Why use multiple predictors? This allows to control the effects of different variables on the response, improving the accuracy coefficients. Also, adding meaningful predictors improves the fit of the model and thus results in more accurate predictions.
12.2 Predictor selection
See Navarro and Foxcroft (2018) sections 12.11.1 and 12.11.2.
Constructing a model involves choosing which predictors to include. To get a quick understanding of how variables are related, first take a look at pairwise scatterplots.
In Jamovi: Regression > Correlation Matrix | Correlation Matrix
.
In R: pairs(data)
How do we know which predictors to include and which to omit? We should start with estimating a model with all the predictors that we theoretically expect to have an effect on the response and then move on to empirical considerations.
While there is no general consensus about what to do with coefficients that are not statistically significant, from an empirical point of view these should be omitted from a model.
A traditional approach to testing combinations of predictors would be to examine statistical significance of coefficients but this would lead to the multiple comparisons problem and is not suggested anymore. Instead, we can use a parameter such as the Akaike information criterion (AIC) and apply backward elimination or forward selection to determine which combination of predictors results in the best model.

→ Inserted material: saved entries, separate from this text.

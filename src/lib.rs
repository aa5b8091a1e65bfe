//! Five-field cron expression parser and next-occurrence calculator.
#![deny(unsafe_code, warnings, missing_docs)]

//! This is a tiny crate, intended to:
//! - parse classic five-field cron schedule expressions;
//! - compute the time of the next occurrence strictly after a reference instant.
//!
//! It has a single runtime dependency - [chrono](https://crates.io/crates/chrono).
//!
//! _This is not a cron jobs scheduler or runner._ It is the temporal-matching core
//! such a scheduler would call to decide when a job is due.
//!
//! ## Cron schedule format
//!
//! A schedule is five whitespace-separated fields in the classic order:
//!
//! | Field        | Allowed values | Allowed special characters |
//! |--------------|----------------|----------------------------|
//! | Minute       | 0-59           | * , - /                    |
//! | Hour         | 0-23           | * , - /                    |
//! | Day of Month | 1-31           | * , - /                    |
//! | Month        | 1-12           | * , - /                    |
//! | Day of Week  | 0-6 (0=Sunday) | * , - /                    |
//!
//! Patterns meanings:
//! - `*` - every possible value, i.e. `0,1,2,...,59` for minutes;
//! - `,` - list of values or patterns, i.e. `1,7,12`;
//! - `-` - inclusive range of values, i.e. `0-15`;
//! - `/` - repeating values, i.e. `*/12`, `10/5`, `30-59/2`.
//!
//! When both the day-of-month and day-of-week fields are present, a day matches if it
//! satisfies **either** field (classic cron OR policy). Since `*` matches every value,
//! leaving one of the two as `*` makes every day valid regardless of the other field.
//!
//! ## How to use
//!
//! The single public entity of the crate is a [`Schedule`] structure, which has three
//! basic methods:
//! - [new()](Schedule::new): constructor to parse and validate provided expression;
//! - [upcoming()](Schedule::upcoming): returns time of the next occurrence, strictly
//!   after the provided timestamp;
//! - [iter()](Schedule::iter): returns an `Iterator` which produces a series of
//!   timestamps according to the schedule.
//!
//! ### Example with `upcoming`
//! ```rust
//! use chrono::DateTime;
//! use cron_next::{Result, Schedule};
//!
//! fn upcoming() -> Result<()> {
//!     let schedule = Schedule::new("*/5 * * * *")?;
//!     let after = DateTime::parse_from_rfc3339("2025-10-26T10:07:00Z").unwrap();
//!
//!     let next = schedule.upcoming(&after).unwrap();
//!     assert_eq!(next.to_rfc3339(), "2025-10-26T10:10:00+00:00");
//!
//!     Ok(())
//! }
//! # upcoming().unwrap();
//! ```
//!
//! ### Example with `iter`
//! ```rust
//! use chrono::Utc;
//! use cron_next::{Result, Schedule};
//!
//! fn iterator() -> Result<()> {
//!     let schedule = Schedule::new("0 0 * * *")?;
//!     let now = Utc::now();
//!
//!     // Get the next 10 timestamps starting from now
//!     schedule.iter(&now).take(10).for_each(|t| println!("next: {t}"));
//!
//!     Ok(())
//! }
//! ```
//!
//! # Feature flags
//! * `serde`: adds [`Serialize`](https://docs.rs/serde/latest/serde/trait.Serialize.html)
//!   and [`Deserialize`](https://docs.rs/serde/latest/serde/trait.Deserialize.html)
//!   trait implementation for [`Schedule`].

/// Crate specific Error implementation.
pub mod error;
mod field;
/// Cron expression parser and upcoming occurrence generator.
pub mod schedule;

pub use error::{CronError, FieldError};
pub use schedule::Schedule;

/// Convenient alias for `Result`.
pub type Result<T, E = CronError> = std::result::Result<T, E>;
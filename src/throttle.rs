//! Rations connection-failure notifications to one per sustained outage.
//!
//! Every poll cycle reports its outcome here. Without this policy a 2-second
//! cadence would raise a toast on every failed tick of an outage.

use serde::{Deserialize, Serialize};
use tracing::debug;
use uuid::Uuid;

use crate::{UnixTimeMs, OUTAGE_GRACE_MS};

#[derive(Debug, Clone, Copy, PartialEq, Eq, Hash, Serialize, Deserialize)]
#[serde(rename_all = "snake_case")]
pub enum NotificationKind {
    ConnectionLost,
    ConnectionRestored,
}

/// A user-facing notice raised by the throttle.
#[derive(Debug, Clone, PartialEq, Eq, Serialize, Deserialize)]
pub struct Notification {
    pub id: Uuid,
    pub kind: NotificationKind,
    pub message: String,
    pub raised_at: UnixTimeMs,
}

impl Notification {
    fn connection_lost(now: UnixTimeMs) -> Self {
        Self {
            id: Uuid::new_v4(),
            kind: NotificationKind::ConnectionLost,
            message: "Unable to reach the tactical data feed. Retrying in the background.".into(),
            raised_at: now,
        }
    }

    fn connection_restored(now: UnixTimeMs) -> Self {
        Self {
            id: Uuid::new_v4(),
            kind: NotificationKind::ConnectionRestored,
            message: "Tactical data feed restored.".into(),
            raised_at: now,
        }
    }
}

/// Failure/recovery state machine around fetch outcomes.
///
/// A failure is surfaced only while online, only once per outage, and only if
/// the last success is older than the grace window (or never happened). The
/// first success after a surfaced failure raises a recovery notice.
#[derive(Debug, Clone)]
pub struct ErrorThrottle {
    grace_ms: u64,
    last_success: Option<UnixTimeMs>,
    error_shown: bool,
}

impl Default for ErrorThrottle {
    fn default() -> Self {
        Self::new(OUTAGE_GRACE_MS)
    }
}

impl ErrorThrottle {
    #[must_use]
    pub const fn new(grace_ms: u64) -> Self {
        Self {
            grace_ms,
            last_success: None,
            error_shown: false,
        }
    }

    /// Records a failed fetch; returns a notification if this outage should
    /// surface. Offline failures are expected and never surfaced.
    pub fn on_failure(&mut self, is_online: bool, now: UnixTimeMs) -> Option<Notification> {
        if !is_online {
            debug!("fetch failed while offline, not surfacing");
            return None;
        }
        if self.error_shown {
            return None;
        }
        let within_grace = self
            .last_success
            .is_some_and(|t| now.elapsed_since(t) <= self.grace_ms);
        if within_grace {
            return None;
        }
        self.error_shown = true;
        Some(Notification::connection_lost(now))
    }

    /// Records a successful fetch; returns a recovery notification if an
    /// outage had been surfaced.
    pub fn on_success(&mut self, now: UnixTimeMs) -> Option<Notification> {
        let recovered = std::mem::replace(&mut self.error_shown, false);
        self.last_success = Some(now);
        recovered.then(|| Notification::connection_restored(now))
    }

    #[must_use]
    pub const fn error_shown(&self) -> bool {
        self.error_shown
    }

    #[must_use]
    pub const fn last_success(&self) -> Option<UnixTimeMs> {
        self.last_success
    }
}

12.2.1 Akaike information criterion
See Navarro and Foxcroft (2018) section 12.11 (not the subsections).
For linear regression the information criterion is calculated as follows:
\(AIC = n \times ln(\frac{RSS}{n}) + 2 K,\)
where \(n\) is the number of observations, \(RSS\) the residual sums of squares and \(K\) the number of predictors in a model.
The AIC is higher if model performs worse and has more predictors. Thus, lower value of AIC indicates a better model. Note that values of AIC can only be compared for models that have the same response variable.
12.2.2 Model comparison with F-test
See Navarro and Foxcroft (2018) section 12.11.4.
Fit of two models can be compared in the hypothesis testing framework using F-test. This is often used to estimate a general model fit as it allows us to compare the statistical significance of difference between two models. The F-statistic is calculated as follows:
\[F = \frac{RSS_1 - RSS_1 / k}{RSS_2/(n-p-1)},\]
where \(RSS_1\) is the residual sum of squares of reduced model and \(RSS_2\) the same for full model, \(k\) the difference in the number of parameters between two models, \(p\) the number of parameters and \(n\) the number of observations. The test statistic is estimated on F-distribution with \(df_1 = k\) and \(df_2 = n-p-1\).
For example, if our reduced model is \(y = \beta_0 + \varepsilon\) and full model \(y = \beta_0 + \beta_{1} x_1 + \beta_{2} x_2 + \varepsilon\), then we would test whether or not the two terms improve model fit compared to just the intercept (\(E(y)\)) and our hypotheses would thus be as follows:
\(H_0: \beta_1 = \beta_2 = 0\)
\(H_1: \beta_1 \neq 0 \text{ or } \beta_2 \neq 0\)
12.3 Multicollinearity
See Navarro and Foxcroft (2018) section 12.10.4.
In addition the assumptions described in the previous section, multiple predictors introduce the possibility of multicollinearity. This is particularly likely if predictors are highly correlated. The idea is that it should not be possible to linearly predict any of the predictors from others predictors, i.e. predictors should not be (highly) correlated. Otherwise the coefficients are not reliable. Multicollinearity can be detected with variance inflation factor (VIF) by using \(R^2\) to estimate for each predictor how much of the variation in one predictor can be predicted from others.
\[VIF_{k} = \frac{1}{1 - R^{2}_{k-1}},\]
where \(R^{2}_{k-1}\) is \(R^{2}\) for a model that has predictor \(k\) as a response variable and all other predictors as predictor variables. Often VIF value of 5 is considered to be too high and indicate that some predictors should omitted from the model.